[Start of section]

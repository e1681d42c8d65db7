//! Trait abstraction for the webhook client to enable mocking in tests

use async_trait::async_trait;

use super::client::{SubmissionRequest, SubmitError};
use crate::document::DocumentType;

/// Outcome of an acquirer lookup. Transport errors, bad statuses and
/// malformed bodies all collapse into `NotFound`; the workflow never sees a
/// distinct transport-error state.
#[derive(Debug, Clone, PartialEq, Eq)]
pub enum ConsultOutcome {
    Found { legal_name: String, email: String },
    NotFound,
}

/// Webhook operations used by the intake workflow
#[cfg_attr(test, mockall::automock)]
#[async_trait]
pub trait WebhookApi: Send + Sync {
    /// Look up the acquirer registered for a document with the tax authority
    async fn consult(&self, document_type: DocumentType, document_number: &str) -> ConsultOutcome;

    /// Post a completed intake request to the back office
    async fn submit(&self, request: &SubmissionRequest) -> Result<(), SubmitError>;
}
//! Expiry screen
//!
//! The only thing rendered when the link's admission window has passed.

use ratatui::{
    layout::{Alignment, Constraint, Direction, Layout, Rect},
    style::{Color, Modifier, Style},
    text::{Line, Span},
    widgets::Paragraph,
    Frame,
};

pub fn draw(frame: &mut Frame, area: Rect) {
    let chunks = Layout::default()
        .direction(Direction::Vertical)
        .constraints([
            Constraint::Min(0),
            Constraint::Length(4),
            Constraint::Min(0),
        ])
        .split(area);

    let lines = vec![
        Line::from(Span::styled(
            "Enlace vencido",
            Style::default().fg(Color::Red).add_modifier(Modifier::BOLD),
        )),
        Line::from("Este enlace de facturación superó sus 10 minutos de validez."),
        Line::from("Escanee nuevamente el código QR de su mesa para obtener uno nuevo."),
        Line::from(Span::styled(
            "Presione q para salir",
            Style::default().fg(Color::DarkGray),
        )),
    ];

    let message = Paragraph::new(lines).alignment(Alignment::Center);
    frame.render_widget(message, chunks[1]);
}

[End of section]

» **TASK OBJECTIVE**: Return every line from the entries that holds the string "area".

» **WRITTEN ANSWER**:
pub fn draw(frame: &mut Frame, area: Rect) {
        .split(area);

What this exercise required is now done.